**EXCERPTED RECORDS**
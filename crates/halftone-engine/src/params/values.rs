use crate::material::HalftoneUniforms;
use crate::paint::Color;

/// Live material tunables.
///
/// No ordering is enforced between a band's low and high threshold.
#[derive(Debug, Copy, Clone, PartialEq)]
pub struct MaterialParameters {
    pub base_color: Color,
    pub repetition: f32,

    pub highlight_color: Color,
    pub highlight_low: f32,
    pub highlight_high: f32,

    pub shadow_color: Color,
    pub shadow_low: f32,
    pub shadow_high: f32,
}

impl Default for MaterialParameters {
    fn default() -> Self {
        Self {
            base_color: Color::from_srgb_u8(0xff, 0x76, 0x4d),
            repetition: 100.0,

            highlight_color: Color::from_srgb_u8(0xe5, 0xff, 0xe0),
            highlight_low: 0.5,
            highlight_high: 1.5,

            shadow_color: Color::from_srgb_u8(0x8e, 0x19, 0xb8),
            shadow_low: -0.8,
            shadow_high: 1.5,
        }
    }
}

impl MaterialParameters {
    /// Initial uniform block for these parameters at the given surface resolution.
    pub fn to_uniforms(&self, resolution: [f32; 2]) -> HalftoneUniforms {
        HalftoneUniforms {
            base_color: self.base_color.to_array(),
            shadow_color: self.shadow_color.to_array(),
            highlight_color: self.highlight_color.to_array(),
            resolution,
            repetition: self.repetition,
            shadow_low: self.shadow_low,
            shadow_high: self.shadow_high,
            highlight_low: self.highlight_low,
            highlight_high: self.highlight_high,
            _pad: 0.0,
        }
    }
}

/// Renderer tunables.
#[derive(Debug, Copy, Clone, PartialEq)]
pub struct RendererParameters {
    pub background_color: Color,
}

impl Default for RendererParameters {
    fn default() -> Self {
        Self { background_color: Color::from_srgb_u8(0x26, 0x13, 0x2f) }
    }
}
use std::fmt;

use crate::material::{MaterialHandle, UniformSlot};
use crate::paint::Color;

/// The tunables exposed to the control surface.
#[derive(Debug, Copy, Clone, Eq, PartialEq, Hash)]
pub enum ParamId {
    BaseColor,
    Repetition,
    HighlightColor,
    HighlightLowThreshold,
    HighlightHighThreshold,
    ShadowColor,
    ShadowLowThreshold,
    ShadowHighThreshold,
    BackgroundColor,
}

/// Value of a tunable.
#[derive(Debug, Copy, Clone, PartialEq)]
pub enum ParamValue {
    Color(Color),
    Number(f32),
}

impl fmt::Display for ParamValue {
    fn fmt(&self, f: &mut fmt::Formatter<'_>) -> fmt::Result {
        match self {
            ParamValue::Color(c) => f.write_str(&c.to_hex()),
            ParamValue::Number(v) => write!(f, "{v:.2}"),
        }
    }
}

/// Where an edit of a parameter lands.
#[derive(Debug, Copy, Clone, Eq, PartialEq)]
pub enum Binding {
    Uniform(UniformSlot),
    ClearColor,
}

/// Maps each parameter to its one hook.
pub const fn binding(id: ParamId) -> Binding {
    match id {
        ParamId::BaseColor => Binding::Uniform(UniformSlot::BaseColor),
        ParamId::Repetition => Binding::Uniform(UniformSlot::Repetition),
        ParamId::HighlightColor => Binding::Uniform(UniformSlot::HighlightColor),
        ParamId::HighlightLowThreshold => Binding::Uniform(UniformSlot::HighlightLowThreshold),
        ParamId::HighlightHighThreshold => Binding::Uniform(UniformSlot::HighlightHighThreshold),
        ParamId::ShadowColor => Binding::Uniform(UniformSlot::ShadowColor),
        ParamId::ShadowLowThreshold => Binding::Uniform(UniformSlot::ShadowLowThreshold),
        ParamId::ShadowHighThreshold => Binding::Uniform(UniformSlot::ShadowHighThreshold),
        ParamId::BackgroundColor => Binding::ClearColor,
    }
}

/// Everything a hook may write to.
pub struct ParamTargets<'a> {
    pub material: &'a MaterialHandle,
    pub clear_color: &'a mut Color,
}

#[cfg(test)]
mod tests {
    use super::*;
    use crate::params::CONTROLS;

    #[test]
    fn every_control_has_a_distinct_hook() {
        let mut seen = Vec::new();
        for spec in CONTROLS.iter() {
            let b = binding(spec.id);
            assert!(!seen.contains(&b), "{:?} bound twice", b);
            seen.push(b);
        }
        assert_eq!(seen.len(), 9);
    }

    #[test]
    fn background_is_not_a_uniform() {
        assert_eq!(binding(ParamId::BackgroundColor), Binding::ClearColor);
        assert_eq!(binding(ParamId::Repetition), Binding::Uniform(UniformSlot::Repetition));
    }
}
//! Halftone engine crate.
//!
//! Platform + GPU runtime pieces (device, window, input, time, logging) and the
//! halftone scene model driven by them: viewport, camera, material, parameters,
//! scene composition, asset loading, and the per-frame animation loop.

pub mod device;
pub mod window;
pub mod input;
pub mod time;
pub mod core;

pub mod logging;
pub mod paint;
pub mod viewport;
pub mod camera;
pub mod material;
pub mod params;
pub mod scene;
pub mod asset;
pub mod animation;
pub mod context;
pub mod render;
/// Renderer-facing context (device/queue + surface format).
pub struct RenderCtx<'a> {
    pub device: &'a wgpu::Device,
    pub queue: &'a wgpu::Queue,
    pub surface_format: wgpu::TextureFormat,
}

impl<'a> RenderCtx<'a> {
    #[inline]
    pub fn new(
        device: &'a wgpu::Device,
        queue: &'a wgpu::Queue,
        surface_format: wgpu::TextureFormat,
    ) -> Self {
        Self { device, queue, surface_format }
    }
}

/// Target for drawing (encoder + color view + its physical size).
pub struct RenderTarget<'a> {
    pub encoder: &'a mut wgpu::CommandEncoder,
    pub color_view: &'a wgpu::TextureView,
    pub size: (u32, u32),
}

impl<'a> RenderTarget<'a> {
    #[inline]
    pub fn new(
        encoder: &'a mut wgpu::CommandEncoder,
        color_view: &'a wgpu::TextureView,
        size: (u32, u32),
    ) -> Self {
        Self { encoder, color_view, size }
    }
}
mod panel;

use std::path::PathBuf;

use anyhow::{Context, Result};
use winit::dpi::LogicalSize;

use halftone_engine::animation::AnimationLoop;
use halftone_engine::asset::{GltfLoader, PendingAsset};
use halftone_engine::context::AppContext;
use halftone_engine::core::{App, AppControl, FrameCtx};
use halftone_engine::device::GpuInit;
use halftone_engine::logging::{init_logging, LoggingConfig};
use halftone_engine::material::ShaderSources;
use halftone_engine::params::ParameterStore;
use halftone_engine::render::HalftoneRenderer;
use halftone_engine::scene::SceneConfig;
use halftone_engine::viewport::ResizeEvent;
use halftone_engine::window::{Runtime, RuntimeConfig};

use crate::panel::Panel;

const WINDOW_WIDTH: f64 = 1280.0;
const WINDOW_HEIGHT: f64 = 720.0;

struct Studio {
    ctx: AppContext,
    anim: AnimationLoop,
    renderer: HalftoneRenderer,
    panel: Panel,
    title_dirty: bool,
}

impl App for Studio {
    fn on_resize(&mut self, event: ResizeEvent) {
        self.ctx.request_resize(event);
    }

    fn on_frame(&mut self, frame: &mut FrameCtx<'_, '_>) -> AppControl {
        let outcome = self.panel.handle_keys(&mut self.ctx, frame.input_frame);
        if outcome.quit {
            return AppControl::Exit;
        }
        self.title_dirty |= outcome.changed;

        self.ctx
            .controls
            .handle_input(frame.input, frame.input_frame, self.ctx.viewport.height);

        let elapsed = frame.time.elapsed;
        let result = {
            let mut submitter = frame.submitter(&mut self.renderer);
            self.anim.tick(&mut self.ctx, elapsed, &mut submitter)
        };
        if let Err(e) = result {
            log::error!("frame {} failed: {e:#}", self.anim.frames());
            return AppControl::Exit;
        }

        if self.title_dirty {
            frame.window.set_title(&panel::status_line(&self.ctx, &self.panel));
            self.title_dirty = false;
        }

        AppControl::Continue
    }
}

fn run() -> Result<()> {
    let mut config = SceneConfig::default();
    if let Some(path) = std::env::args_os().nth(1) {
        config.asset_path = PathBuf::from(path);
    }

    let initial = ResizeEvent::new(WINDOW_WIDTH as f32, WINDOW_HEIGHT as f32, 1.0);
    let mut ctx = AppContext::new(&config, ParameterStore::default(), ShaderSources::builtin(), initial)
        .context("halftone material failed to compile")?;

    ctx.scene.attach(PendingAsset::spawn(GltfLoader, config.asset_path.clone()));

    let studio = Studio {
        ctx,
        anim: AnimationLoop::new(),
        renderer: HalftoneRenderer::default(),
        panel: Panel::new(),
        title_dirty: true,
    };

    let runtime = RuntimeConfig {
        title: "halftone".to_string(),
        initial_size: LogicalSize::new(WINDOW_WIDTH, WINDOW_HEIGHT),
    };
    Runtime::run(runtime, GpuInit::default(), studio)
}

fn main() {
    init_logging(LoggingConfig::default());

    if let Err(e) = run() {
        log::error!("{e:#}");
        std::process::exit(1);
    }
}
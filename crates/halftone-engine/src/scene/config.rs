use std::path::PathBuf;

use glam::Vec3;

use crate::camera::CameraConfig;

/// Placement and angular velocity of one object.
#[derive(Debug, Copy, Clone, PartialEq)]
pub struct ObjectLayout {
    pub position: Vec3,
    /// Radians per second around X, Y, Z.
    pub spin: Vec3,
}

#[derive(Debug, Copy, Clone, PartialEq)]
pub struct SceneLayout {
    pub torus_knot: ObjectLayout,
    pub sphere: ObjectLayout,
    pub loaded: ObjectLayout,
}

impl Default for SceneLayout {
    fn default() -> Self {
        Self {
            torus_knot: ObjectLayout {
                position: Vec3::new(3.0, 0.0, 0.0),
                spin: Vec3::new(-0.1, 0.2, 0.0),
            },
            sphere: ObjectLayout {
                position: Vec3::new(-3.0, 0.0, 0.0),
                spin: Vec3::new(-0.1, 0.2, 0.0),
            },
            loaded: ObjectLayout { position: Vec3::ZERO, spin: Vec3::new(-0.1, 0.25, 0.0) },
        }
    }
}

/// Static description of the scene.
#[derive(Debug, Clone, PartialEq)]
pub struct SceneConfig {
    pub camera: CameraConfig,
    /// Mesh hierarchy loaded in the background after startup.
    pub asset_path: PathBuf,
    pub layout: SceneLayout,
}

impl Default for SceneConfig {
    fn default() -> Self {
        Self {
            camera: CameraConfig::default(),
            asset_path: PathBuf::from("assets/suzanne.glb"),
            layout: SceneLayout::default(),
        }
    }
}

**DIRECTIONS**
Find the lines of the material that hold the word "submitter" and report their count alone.

**EXPECTED OUTPUT**
2